Bottom: The same area of the Milky Way in visible light. Credit: Axel Mellinger
Tracing stellar life and death
Ms Mantovanini’s research focuses on supernova remnants, the expanding clouds of gas and energy left behind when a star explodes at the end of its life. Although hundreds of these remnants have been discovered so far, astronomers suspect that thousands more are waiting to be found.

The image allows them to distinguish between the gas surrounding new stars and that left behind by dead ones, revealing clearer patterns in the cosmic landscape.
“You can clearly identify remnants of exploded stars, represented by large red circles. The smaller blue regions indicate stellar nurseries where new stars are actively forming,” Ms Mantovanini said.
The image may also help unravel the mysteries surrounding pulsars in our Galaxy.

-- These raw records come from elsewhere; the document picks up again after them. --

//! Upstream weather data: the `WeatherApi` seam and the AccuWeather client.

use async_trait::async_trait;
use chrono::{DateTime, Utc};
use reqwest::{Client, Response};
use serde::Deserialize;
use serde_json::Value;
use std::sync::Arc;
use std::time::Duration;
use tracing::instrument;

use crate::types::{
    Coordinates, CurrentConditions, DayForecast, Forecast, LocationRecord, Reading, UnitSystem,
    WeatherError, WeatherSnapshot,
};

pub const ACCUWEATHER_API_BASE: &str = "https://dataservice.accuweather.com";
const USER_AGENT: &str = concat!("wxbar/", env!("CARGO_PKG_VERSION"));
const EXPIRY_HEADER: &str = "Expiry";

/// Location search and weather endpoints the resolution pipeline depends on.
#[async_trait]
pub trait WeatherApi: Send + Sync {
    /// Attribution shown next to the data
    fn name(&self) -> &str;

    /// First (highest-ranked) match for free text.
    async fn search_location(&self, query: &str) -> Result<LocationRecord, WeatherError>;

    /// First match for a coordinate pair.
    async fn locate(&self, coordinates: Coordinates) -> Result<LocationRecord, WeatherError>;

    async fn current_conditions(&self, location_key: &str)
        -> Result<CurrentConditions, WeatherError>;

    /// Five-day daily forecast in the requested units.
    async fn daily_forecast(
        &self,
        location_key: &str,
        units: UnitSystem,
    ) -> Result<Forecast, WeatherError>;
}

/// AccuWeather REST client.
#[derive(Debug, Clone)]
pub struct AccuWeatherClient {
    client: Arc<Client>,
    base_url: String,
    api_key: String,
}

impl AccuWeatherClient {
    /// Client for `base_url`: normally `ACCUWEATHER_API_BASE`, or a proxy,
    /// or a mock server in tests.
    pub fn with_base_url(
        base_url: &str,
        api_key: impl Into<String>,
        timeout: Duration,
    ) -> Result<Self, WeatherError> {
        let client = Client::builder()
            .timeout(timeout)
            .user_agent(USER_AGENT)
            .build()?;

        Ok(Self {
            client: Arc::new(client),
            base_url: base_url.trim_end_matches('/').to_string(),
            api_key: api_key.into(),
        })
    }

    async fn get(
        &self,
        endpoint: &'static str,
        path: &str,
        params: &[(&str, &str)],
    ) -> Result<Response, WeatherError> {
        let url = format!("{}/{}", self.base_url, path);

        let response = self
            .client
            .get(&url)
            .query(params)
            .query(&[("apikey", self.api_key.as_str())])
            .send()
            .await?;

        if !response.status().is_success() {
            tracing::warn!("{} returned status {}", endpoint, response.status());
            return Err(WeatherError::Status {
                endpoint,
                status: response.status().as_u16(),
            });
        }

        Ok(response)
    }

    async fn json(response: Response) -> Result<Value, WeatherError> {
        response
            .json::<Value>()
            .await
            .map_err(|e| WeatherError::Parse(e.to_string()))
    }
}

#[async_trait]
impl WeatherApi for AccuWeatherClient {
    fn name(&self) -> &str {
        "AccuWeather"
    }

    #[instrument(skip(self), level = "debug")]
    async fn search_location(&self, query: &str) -> Result<LocationRecord, WeatherError> {
        let response = self
            .get("location search", "locations/v1/search.json", &[("q", query)])
            .await?;
        // TODO: rank by distance from the user instead of taking the provider's first match.
        parse_location(Self::json(response).await?)
    }

    #[instrument(skip(self), level = "debug")]
    async fn locate(&self, coordinates: Coordinates) -> Result<LocationRecord, WeatherError> {
        let q = coordinates.query_string();
        let response = self
            .get(
                "geoposition search",
                "locations/v1/cities/geoposition/search.json",
                &[("q", q.as_str())],
            )
            .await?;
        parse_location(Self::json(response).await?)
    }

    #[instrument(skip(self), level = "debug")]
    async fn current_conditions(
        &self,
        location_key: &str,
    ) -> Result<CurrentConditions, WeatherError> {
        let path = format!("currentconditions/v1/{}.json", location_key);
        let response = self.get("current conditions", &path, &[]).await?;

        let expires_at = response
            .headers()
            .get(EXPIRY_HEADER)
            .and_then(|value| value.to_str().ok())
            .and_then(parse_expiry);

        let snapshot = parse_current(Self::json(response).await?)?;
        Ok(CurrentConditions {
            snapshot,
            expires_at,
        })
    }

    #[instrument(skip(self), level = "debug")]
    async fn daily_forecast(
        &self,
        location_key: &str,
        units: UnitSystem,
    ) -> Result<Forecast, WeatherError> {
        let path = format!("forecasts/v1/daily/5day/{}", location_key);
        let metric = if units.is_metric() { "true" } else { "false" };
        let response = self
            .get("daily forecast", &path, &[("metric", metric)])
            .await?;
        parse_forecast(Self::json(response).await?, units)
    }
}

/// Parse an `Expiry` header. AccuWeather sends RFC 2822 dates; RFC 3339 is
/// accepted too. Anything else is ignored.
pub fn parse_expiry(raw: &str) -> Option<DateTime<Utc>> {
    let raw = raw.trim();
    DateTime::parse_from_rfc2822(raw)
        .or_else(|_| DateTime::parse_from_rfc3339(raw))
        .map(|dt| dt.with_timezone(&Utc))
        .ok()
}

#[derive(Debug, Deserialize)]
#[serde(rename_all = "PascalCase")]
struct ApiLocation {
    key: String,
    localized_name: String,
    country: ApiArea,
    administrative_area: Option<ApiArea>,
    time_zone: Option<ApiTimeZone>,
}

#[derive(Debug, Deserialize)]
struct ApiArea {
    #[serde(rename = "ID")]
    id: String,
}

#[derive(Debug, Deserialize)]
#[serde(rename_all = "PascalCase")]
struct ApiTimeZone {
    name: Option<String>,
    #[serde(default)]
    gmt_offset: f64,
}

#[derive(Debug, Deserialize)]
#[serde(rename_all = "PascalCase")]
struct ApiCurrent {
    epoch_time: i64,
    weather_text: String,
    weather_icon: Option<u32>,
    temperature: ApiMetricImperial,
    link: Option<String>,
    mobile_link: Option<String>,
}

#[derive(Debug, Deserialize)]
#[serde(rename_all = "PascalCase")]
struct ApiMetricImperial {
    metric: ApiValue,
    imperial: ApiValue,
}

#[derive(Debug, Deserialize)]
#[serde(rename_all = "PascalCase")]
struct ApiValue {
    value: f64,
    unit: String,
}

#[derive(Debug, Deserialize)]
#[serde(rename_all = "PascalCase")]
struct ApiForecast {
    daily_forecasts: Vec<ApiDay>,
}

#[derive(Debug, Deserialize)]
#[serde(rename_all = "PascalCase")]
struct ApiDay {
    epoch_date: i64,
    temperature: ApiRange,
    day: ApiDayPart,
}

#[derive(Debug, Deserialize)]
#[serde(rename_all = "PascalCase")]
struct ApiRange {
    minimum: ApiValue,
    maximum: ApiValue,
}

#[derive(Debug, Deserialize)]
#[serde(rename_all = "PascalCase")]
struct ApiDayPart {
    icon: u32,
    icon_phrase: String,
}

/// Search endpoints answer with an array; geoposition sometimes with a bare object.
fn first_item(body: Value, what: &'static str) -> Result<Value, WeatherError> {
    match body {
        Value::Array(items) => items.into_iter().next().ok_or(WeatherError::Empty(what)),
        Value::Object(_) => Ok(body),
        Value::Null => Err(WeatherError::Empty(what)),
        other => Err(WeatherError::Parse(format!("unexpected {} payload: {}", what, other))),
    }
}

fn timestamp(secs: i64) -> Result<DateTime<Utc>, WeatherError> {
    DateTime::from_timestamp(secs, 0)
        .ok_or_else(|| WeatherError::Parse(format!("timestamp out of range: {}", secs)))
}

pub(crate) fn parse_location(body: Value) -> Result<LocationRecord, WeatherError> {
    let item = first_item(body, "location search")?;
    let api: ApiLocation =
        serde_json::from_value(item).map_err(|e| WeatherError::Parse(e.to_string()))?;

    if api.key.is_empty() {
        return Err(WeatherError::Empty("location search"));
    }

    let (time_zone, gmt_offset_hours) = match api.time_zone {
        Some(tz) => (tz.name, tz.gmt_offset),
        None => (None, 0.0),
    };

    Ok(LocationRecord {
        key: api.key,
        name: api.localized_name,
        admin_area: api.administrative_area.map(|a| a.id),
        country: api.country.id,
        time_zone,
        gmt_offset_hours,
    })
}

pub(crate) fn parse_current(body: Value) -> Result<WeatherSnapshot, WeatherError> {
    let item = first_item(body, "current conditions")?;
    let api: ApiCurrent =
        serde_json::from_value(item).map_err(|e| WeatherError::Parse(e.to_string()))?;

    Ok(WeatherSnapshot {
        text: api.weather_text,
        icon: api.weather_icon.unwrap_or(0),
        metric: Reading {
            value: api.temperature.metric.value,
            unit: api.temperature.metric.unit,
        },
        imperial: Reading {
            value: api.temperature.imperial.value,
            unit: api.temperature.imperial.unit,
        },
        observed_at: timestamp(api.epoch_time)?,
        link: api.link.or(api.mobile_link).unwrap_or_default(),
    })
}

pub(crate) fn parse_forecast(body: Value, units: UnitSystem) -> Result<Forecast, WeatherError> {
    let api: ApiForecast =
        serde_json::from_value(body).map_err(|e| WeatherError::Parse(e.to_string()))?;

    if api.daily_forecasts.is_empty() {
        return Err(WeatherError::Empty("daily forecast"));
    }

    let days = api
        .daily_forecasts
        .into_iter()
        .map(|day| {
            Ok(DayForecast {
                date: timestamp(day.epoch_date)?,
                icon: day.day.icon,
                phrase: day.day.icon_phrase,
                high: day.temperature.maximum.value,
                low: day.temperature.minimum.value,
            })
        })
        .collect::<Result<Vec<_>, WeatherError>>()?;

    Ok(Forecast { units, days })
}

By measuring the brightness of pulsars at different GLEAM-X frequencies, astronomers hope to gain a deeper understanding of how these enigmatic objects emit radio waves and where they exist within our Galaxy.
Credit: International Centre for Radio Astronomy Research
Associate Professor Natasha Hurley-Walker from the same ICRAR team, who is the principal investigator of the GLEAM-X survey, emphasized how this is a big step forward in studying the Milky Way’s structure.
“This low-frequency image allows us to unveil large astrophysical structures in our Galaxy that are difficult to image at higher frequencies,”
“No low-frequency radio image of the entire Southern Galactic Plane has been published before, making this an exciting milestone in astronomy.”

A milestone before the next generation
“Only the world’s largest radio telescope, the SKA Observatory’s SKA-Low telescope, set to be completed in the next decade on Wajarri Yamaji Country in Western Australia, will have the capacity to surpass this image in terms of sensitivity and resolution,” concluded Associate Professor Hurley-Walker.

The surveys involved hundreds of hours of data collection using the MWA radio telescope located at Inyarrimanha Ilgari Bundara, the CSIRO Murchison Radio-astronomy Observatory. The ICRAR researchers catalogued an impressive 98,000 radio sources across the Galactic Plane visible from the southern hemisphere, showcasing a diverse mix of pulsars, planetary nebulae, compact HII regions – which are dense, ionized gas clouds in space – and distant galaxies unrelated to the Milky Way.
Reference: “GaLactic and extragalactic all-sky Murchison Widefield Array survey eXtended (GLEAM-X) III: Galactic plane” by Silvia Mantovanini, Natasha Hurley-Walker, Kathryn Ross, Stefan Duchesne, Gemma Anderson and Timothy James Galvin, 28 October 2025, Publications of the Astronomical Society of Australia.